● Task to carry out:
For the string "AppResult", find every matching line in the records and copy it.

● Supplied entries:
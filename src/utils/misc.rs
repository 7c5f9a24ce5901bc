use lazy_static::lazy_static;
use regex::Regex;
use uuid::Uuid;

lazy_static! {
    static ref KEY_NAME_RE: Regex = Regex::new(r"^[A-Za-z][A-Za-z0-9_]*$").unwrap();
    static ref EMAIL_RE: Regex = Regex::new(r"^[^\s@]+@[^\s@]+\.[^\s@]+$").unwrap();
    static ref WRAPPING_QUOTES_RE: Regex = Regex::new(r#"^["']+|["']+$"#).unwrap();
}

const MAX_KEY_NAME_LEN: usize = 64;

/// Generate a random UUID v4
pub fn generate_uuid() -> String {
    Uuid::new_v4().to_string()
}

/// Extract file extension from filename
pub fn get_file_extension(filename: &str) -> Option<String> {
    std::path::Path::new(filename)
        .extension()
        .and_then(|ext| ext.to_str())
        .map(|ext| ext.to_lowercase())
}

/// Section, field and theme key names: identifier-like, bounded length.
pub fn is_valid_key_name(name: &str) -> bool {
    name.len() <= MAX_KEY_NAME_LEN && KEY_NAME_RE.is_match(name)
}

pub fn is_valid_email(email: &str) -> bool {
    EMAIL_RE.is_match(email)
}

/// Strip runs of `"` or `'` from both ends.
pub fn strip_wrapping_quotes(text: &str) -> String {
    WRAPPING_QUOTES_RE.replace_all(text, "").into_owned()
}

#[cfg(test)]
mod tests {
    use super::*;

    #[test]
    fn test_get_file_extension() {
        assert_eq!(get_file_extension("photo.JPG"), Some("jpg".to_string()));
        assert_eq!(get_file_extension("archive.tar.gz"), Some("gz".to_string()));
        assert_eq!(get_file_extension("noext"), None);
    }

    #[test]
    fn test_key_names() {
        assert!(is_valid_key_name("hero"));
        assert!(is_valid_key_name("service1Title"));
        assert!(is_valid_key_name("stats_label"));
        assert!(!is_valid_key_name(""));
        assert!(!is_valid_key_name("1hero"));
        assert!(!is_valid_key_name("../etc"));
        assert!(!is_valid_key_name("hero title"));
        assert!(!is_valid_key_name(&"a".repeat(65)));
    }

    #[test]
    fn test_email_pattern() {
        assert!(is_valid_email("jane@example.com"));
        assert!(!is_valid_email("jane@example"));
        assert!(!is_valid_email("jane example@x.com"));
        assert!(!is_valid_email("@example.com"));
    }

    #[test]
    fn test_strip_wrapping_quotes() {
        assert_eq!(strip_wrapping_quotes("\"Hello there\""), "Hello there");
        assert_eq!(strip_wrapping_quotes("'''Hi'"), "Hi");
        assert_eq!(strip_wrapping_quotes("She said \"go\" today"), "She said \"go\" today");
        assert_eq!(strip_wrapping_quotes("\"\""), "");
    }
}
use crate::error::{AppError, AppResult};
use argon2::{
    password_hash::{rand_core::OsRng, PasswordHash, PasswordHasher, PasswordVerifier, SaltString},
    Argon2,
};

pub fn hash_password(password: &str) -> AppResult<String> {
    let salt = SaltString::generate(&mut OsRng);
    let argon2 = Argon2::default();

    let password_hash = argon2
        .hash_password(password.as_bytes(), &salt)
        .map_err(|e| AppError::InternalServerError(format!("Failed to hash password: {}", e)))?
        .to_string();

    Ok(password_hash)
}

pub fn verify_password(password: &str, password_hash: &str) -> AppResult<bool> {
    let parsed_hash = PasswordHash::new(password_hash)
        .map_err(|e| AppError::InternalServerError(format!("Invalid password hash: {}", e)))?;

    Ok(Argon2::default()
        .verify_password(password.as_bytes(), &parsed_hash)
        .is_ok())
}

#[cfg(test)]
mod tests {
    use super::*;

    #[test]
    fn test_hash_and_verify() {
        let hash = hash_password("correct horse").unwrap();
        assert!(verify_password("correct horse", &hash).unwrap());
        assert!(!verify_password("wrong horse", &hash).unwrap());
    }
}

* * *

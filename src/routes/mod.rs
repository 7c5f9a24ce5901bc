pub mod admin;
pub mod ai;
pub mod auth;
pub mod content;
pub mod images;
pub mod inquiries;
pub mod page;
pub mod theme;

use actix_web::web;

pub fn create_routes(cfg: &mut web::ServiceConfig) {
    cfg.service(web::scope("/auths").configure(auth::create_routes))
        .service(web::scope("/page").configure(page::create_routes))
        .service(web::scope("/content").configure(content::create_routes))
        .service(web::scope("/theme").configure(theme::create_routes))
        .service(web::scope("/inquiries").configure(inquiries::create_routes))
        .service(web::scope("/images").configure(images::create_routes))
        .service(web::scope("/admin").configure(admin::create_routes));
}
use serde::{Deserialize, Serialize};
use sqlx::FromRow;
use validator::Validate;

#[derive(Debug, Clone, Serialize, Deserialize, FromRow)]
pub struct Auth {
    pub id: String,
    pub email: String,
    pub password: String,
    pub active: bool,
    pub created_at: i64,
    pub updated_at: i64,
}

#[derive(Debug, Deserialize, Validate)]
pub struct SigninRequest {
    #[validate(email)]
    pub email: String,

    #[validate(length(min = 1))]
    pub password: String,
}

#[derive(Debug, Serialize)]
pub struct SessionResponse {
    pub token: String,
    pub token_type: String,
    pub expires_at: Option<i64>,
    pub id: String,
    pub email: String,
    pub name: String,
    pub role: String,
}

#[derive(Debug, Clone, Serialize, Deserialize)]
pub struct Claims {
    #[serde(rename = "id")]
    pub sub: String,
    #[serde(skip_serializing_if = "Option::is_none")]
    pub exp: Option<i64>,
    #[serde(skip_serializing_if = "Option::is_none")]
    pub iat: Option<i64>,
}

● Answer to the exercise:
use crate::error::{AppError, AppResult};
pub fn hash_password(password: &str) -> AppResult<String> {
pub fn verify_password(password: &str, password_hash: &str) -> AppResult<bool> {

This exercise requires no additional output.